Study of a short story, presented as traditional in the Codex Calixtinus (Liber sancti Iacobi 5,7), where the origin of the Basques is explained as a genus mixtum, the result of the union of native women with Roman mercenaries of different ethnic groups (Scots , Cornish and Nubians). The importance of this story, completely eluded by critics, is based on its condition as the first known Basque ethnogenesis, previous by several centuries to the narratives accepted as such by Barcelos and García de Salazar, the first historians of the lordship of Vizcaya.

In any case, the Calixtinian account not only coincides with these authors, but it is also the first to reflect the elements that gave rise to the theories of Basque-Iberism and Garibay’s Basque-Cantabrianism, already in the 17th century.
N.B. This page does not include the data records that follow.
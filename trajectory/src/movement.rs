//! Movement state of every sample.
//!
//! The trajectory is treated like a noisy waveform:
//!
//! 1. `d[i]` is the distance from sample `i` to sample `i + 1`
//! 2. every sample gets the mean of `d` over a window of
//!    [`MovementOptions::window_size`] centered on its index, clamped to the
//!    available distances (the last sample reuses the trailing distances)
//! 3. the mean is compared against two thresholds, values between them keep
//!    the current state
//! 4. a new state replaces the current one only after the current one lasted
//!    [`MovementOptions::min_state_duration`]
//!
//! The very first sample has no current state and falls back to
//! [`MovementState::Moving`] when its mean is between the thresholds.

use crate::{MovementOptions, MovementState, Sample, StationarySegment, geometry::distance};

/// Fewer samples than this are not classified at all
const MIN_SAMPLES: usize = 3;

/// State of every sample. Empty for fewer than 3 samples.
pub fn movement_states(samples: &[Sample], opt: &MovementOptions) -> Vec<MovementState> {
    if samples.len() < MIN_SAMPLES {
        return Vec::new();
    }

    let distances = step_distances(samples);

    let mut states = Vec::with_capacity(samples.len());
    let mut current: Option<(MovementState, &Sample)> = None;

    for (i, sample) in samples.iter().enumerate() {
        let average = window_average(&distances, i, opt.window_size);

        let state = match current {
            None => {
                let state = classify(average, opt).unwrap_or(MovementState::Moving);
                current = Some((state, sample));
                state
            }
            Some((state, since)) => match classify(average, opt) {
                Some(candidate)
                    if candidate != state
                        && sample.elapsed_since(since) >= opt.min_state_duration =>
                {
                    current = Some((candidate, sample));
                    candidate
                }
                _ => state,
            },
        };

        states.push(state);
    }

    states
}

/// Stops long enough to be reported, in chronological order.
pub fn stationary_segments(samples: &[Sample], opt: &MovementOptions) -> Vec<StationarySegment> {
    let states = movement_states(samples, opt);

    let segments = runs(&states, MovementState::Stationary)
        .filter_map(|(start_index, end_index)| {
            let duration = samples[end_index].elapsed_since(&samples[start_index]);

            if duration < opt.min_segment_duration {
                return None;
            }

            Some(StationarySegment {
                start_index,
                end_index,
                duration,
                anchor_latitude: samples[start_index].latitude,
                anchor_longitude: samples[start_index].longitude,
            })
        })
        .collect::<Vec<_>>();

    log::debug!(
        "Found {} stationary segments of at least {:?}",
        segments.len(),
        opt.min_segment_duration
    );

    segments
}

/// Whether the mean step around the last sample is below the stationary threshold.
///
/// Unlike [`movement_states`] this ignores the dwell smoothing, so a vehicle that just
/// stopped is reported as stopped right away.
pub fn is_last_sample_stationary(samples: &[Sample], opt: &MovementOptions) -> bool {
    if samples.len() < 2 {
        return false;
    }

    let distances = step_distances(samples);
    let average = window_average(&distances, samples.len() - 1, opt.window_size);

    average < opt.stationary_distance_threshold
}

/// Stop the vehicle is currently in, if it is standing still right now.
pub fn current_stop(samples: &[Sample], opt: &MovementOptions) -> Option<StationarySegment> {
    ongoing_stop(samples, &stationary_segments(samples, opt), opt)
}

/// Same as [`current_stop`] for `segments` already found by [`stationary_segments`].
pub fn ongoing_stop(
    samples: &[Sample],
    segments: &[StationarySegment],
    opt: &MovementOptions,
) -> Option<StationarySegment> {
    if !is_last_sample_stationary(samples, opt) {
        return None;
    }

    segments
        .last()
        .filter(|this| this.end_index + 1 == samples.len())
        .cloned()
}

/// Maximal runs of `state` as inclusive `(start, end)` index pairs.
pub(crate) fn runs(
    states: &[MovementState],
    state: MovementState,
) -> impl Iterator<Item = (usize, usize)> + '_ {
    let mut index = 0;

    std::iter::from_fn(move || {
        while index < states.len() && states[index] != state {
            index += 1;
        }

        if index >= states.len() {
            return None;
        }

        let start = index;
        while index < states.len() && states[index] == state {
            index += 1;
        }

        Some((start, index - 1))
    })
}

fn classify(average: f64, opt: &MovementOptions) -> Option<MovementState> {
    if average < opt.stationary_distance_threshold {
        return Some(MovementState::Stationary);
    }

    if average > opt.moving_distance_threshold {
        return Some(MovementState::Moving);
    }

    None
}

fn step_distances(samples: &[Sample]) -> Vec<f64> {
    samples
        .windows(2)
        .map(|this| distance(&this[0], &this[1]))
        .collect()
}

/// Mean of `distances` in a window centered on `index`, clamped to the slice.
fn window_average(distances: &[f64], index: usize, window_size: usize) -> f64 {
    let Some(last) = distances.len().checked_sub(1) else {
        return 0.0;
    };

    let half = window_size / 2;
    let end = (index + half).min(last);
    let start = index.saturating_sub(half).min(end);

    let window = &distances[start..=end];

    window.iter().sum::<f64>() / window.len() as f64
}

#[cfg(test)]
mod tests {
    use std::time::Duration;

    use super::*;
    use crate::fixtures::{MOVEMENT, parked_drive_parked, track};

    use crate::MovementState::{Moving, Stationary};

    fn scenario_options() -> MovementOptions {
        MOVEMENT
    }

    #[test]
    fn test_too_short_input() {
        let data = track([0.0, 50.0], 0, 30);

        assert!(movement_states(&data, &scenario_options()).is_empty());
        assert!(stationary_segments(&data, &scenario_options()).is_empty());
        assert!(movement_states(&[], &scenario_options()).is_empty());
    }

    #[test]
    fn labels_parked_drive_parked() {
        let states = movement_states(&parked_drive_parked(), &scenario_options());

        let mut expected = vec![Stationary; 6];
        expected.extend([Moving; 10]);
        expected.extend([Stationary; 4]);

        assert_eq!(states, expected);
    }

    #[test]
    fn segments_parked_drive_parked() {
        let data = parked_drive_parked();

        let segments = stationary_segments(&data, &scenario_options());

        assert_eq!(segments.len(), 2);

        assert_eq!((segments[0].start_index, segments[0].end_index), (0, 5));
        assert_eq!(segments[0].duration, Duration::from_secs(150));
        assert_eq!(segments[0].anchor_latitude, data[0].latitude);
        assert_eq!(segments[0].anchor_longitude, data[0].longitude);

        assert_eq!((segments[1].start_index, segments[1].end_index), (16, 19));
        assert_eq!(segments[1].duration, Duration::from_secs(90));
        assert_eq!(segments[1].anchor_latitude, data[16].latitude);
    }

    #[test]
    fn short_stop_is_not_a_segment() {
        let data = parked_drive_parked();
        let opt = scenario_options().set_min_segment_duration(Duration::from_secs(120));

        let segments = stationary_segments(&data, &opt);

        assert_eq!(segments.len(), 1);
        assert_eq!((segments[0].start_index, segments[0].end_index), (0, 5));
    }

    #[test]
    fn isolated_outlier_does_not_flip_state() {
        // Parked, fixes every 10 seconds, one fix 90 m off at index 4 (before the dwell elapsed)
        let mut offsets = vec![0.0; 20];
        offsets[4] = 90.0;
        let data = track(offsets, 0, 10);

        let states = movement_states(&data, &scenario_options());

        assert_eq!(states, vec![Stationary; 20]);
    }

    #[test]
    fn switch_waits_for_dwell() {
        // Arrives with one long step, then stands still. Stationary is accepted
        // only 90 seconds after the moving state began
        let data = track([0.0, 50.0, 50.0, 50.5, 50.0, 50.5], 0, 30);
        let opt = scenario_options().set_window_size(1);

        let states = movement_states(&data, &opt);

        assert_eq!(
            states,
            vec![Moving, Moving, Moving, Stationary, Stationary, Stationary]
        );
    }

    #[test]
    fn switches_once_dwell_elapsed() {
        let data = track([0.0, 0.5, 0.0, 0.5, 50.0, 100.0, 150.0], 0, 30);
        let opt = scenario_options().set_window_size(1);

        let states = movement_states(&data, &opt);

        assert_eq!(
            states,
            vec![Stationary, Stationary, Stationary, Moving, Moving, Moving, Moving]
        );
    }

    #[test]
    fn band_keeps_current_state() {
        // 15 m steps are between thresholds, the vehicle stays parked
        let data = track([0.0, 1.0, 0.0, 15.0, 30.0, 45.0], 0, 30);
        let opt = scenario_options().set_window_size(1);

        let states = movement_states(&data, &opt);

        assert_eq!(states, vec![Stationary; 6]);
    }

    #[test]
    fn first_sample_in_band_is_moving() {
        let data = track([0.0, 15.0, 30.0, 45.0], 0, 30);
        let opt = scenario_options().set_window_size(1);

        assert_eq!(movement_states(&data, &opt), vec![Moving; 4]);
    }

    #[test]
    fn window_is_clamped_at_the_edges() {
        let distances = [1.0, 2.0, 3.0, 4.0];

        assert_eq!(window_average(&distances, 0, 3), 1.5);
        assert_eq!(window_average(&distances, 2, 3), 3.0);
        assert_eq!(window_average(&distances, 4, 3), 4.0);
        assert_eq!(window_average(&distances, 4, 1), 4.0);
        assert_eq!(window_average(&distances, 4, 5), 3.5);
        assert_eq!(window_average(&distances, 1, 0), 2.0);
        assert_eq!(window_average(&[], 0, 3), 0.0);
    }

    #[test]
    fn runs_of_state() {
        let states = [Moving, Stationary, Stationary, Moving, Stationary];

        let stationary = runs(&states, Stationary).collect::<Vec<_>>();
        let moving = runs(&states, Moving).collect::<Vec<_>>();

        assert_eq!(stationary, vec![(1, 2), (4, 4)]);
        assert_eq!(moving, vec![(0, 0), (3, 3)]);
    }

    #[test]
    fn current_stop_when_parked_at_the_end() {
        let data = parked_drive_parked();

        let stop = current_stop(&data, &scenario_options()).expect("parked at the end");

        assert_eq!((stop.start_index, stop.end_index), (16, 19));
        assert!(is_last_sample_stationary(&data, &scenario_options()));
    }

    #[test]
    fn no_current_stop_while_driving() {
        let mut data = parked_drive_parked();
        data.truncate(14);

        assert!(!is_last_sample_stationary(&data, &scenario_options()));
        assert_eq!(current_stop(&data, &scenario_options()), None);
    }

    #[test]
    fn ongoing_stop_reuses_found_segments() {
        for len in [20, 18, 14] {
            let mut data = parked_drive_parked();
            data.truncate(len);

            let segments = stationary_segments(&data, &scenario_options());

            assert_eq!(
                ongoing_stop(&data, &segments, &scenario_options()),
                current_stop(&data, &scenario_options())
            );
        }

        let data = parked_drive_parked();
        let segments = stationary_segments(&data, &scenario_options());

        assert_eq!(
            ongoing_stop(&data, &segments, &scenario_options()),
            segments.last().cloned()
        );
        assert_eq!(ongoing_stop(&data, &[], &scenario_options()), None);
    }

    #[test]
    fn just_stopped_is_not_an_earlier_stop() {
        // Stopped one sample ago: the window says stationary, the dwell still says moving
        let mut data = parked_drive_parked();
        data.truncate(18);

        assert!(is_last_sample_stationary(&data, &scenario_options()));
        assert_eq!(stationary_segments(&data, &scenario_options()).len(), 1);
        assert_eq!(current_stop(&data, &scenario_options()), None);
    }
}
Apart from this, it can also become the first absolute witness of some motifs collected by Jiménez de Rada or Alfonso X in the Iberian ethnogenesis included in their Historias de España and, more curiously, of others immortalized a century later in the Poema de Fernán González . No less noteworthy is that the modest Calixtine story was read and inspired by Geoofrey of Monmouth, the famous creator of the Arthurian matter, in his Historia regum Britanniae. Finally, it is striking how some of the core elements of his argument are in perfect agreement with the theory of Basqueization or late Euskaldunization, revitalized in recent years with increasing data and arguments in the field of Basque historiography.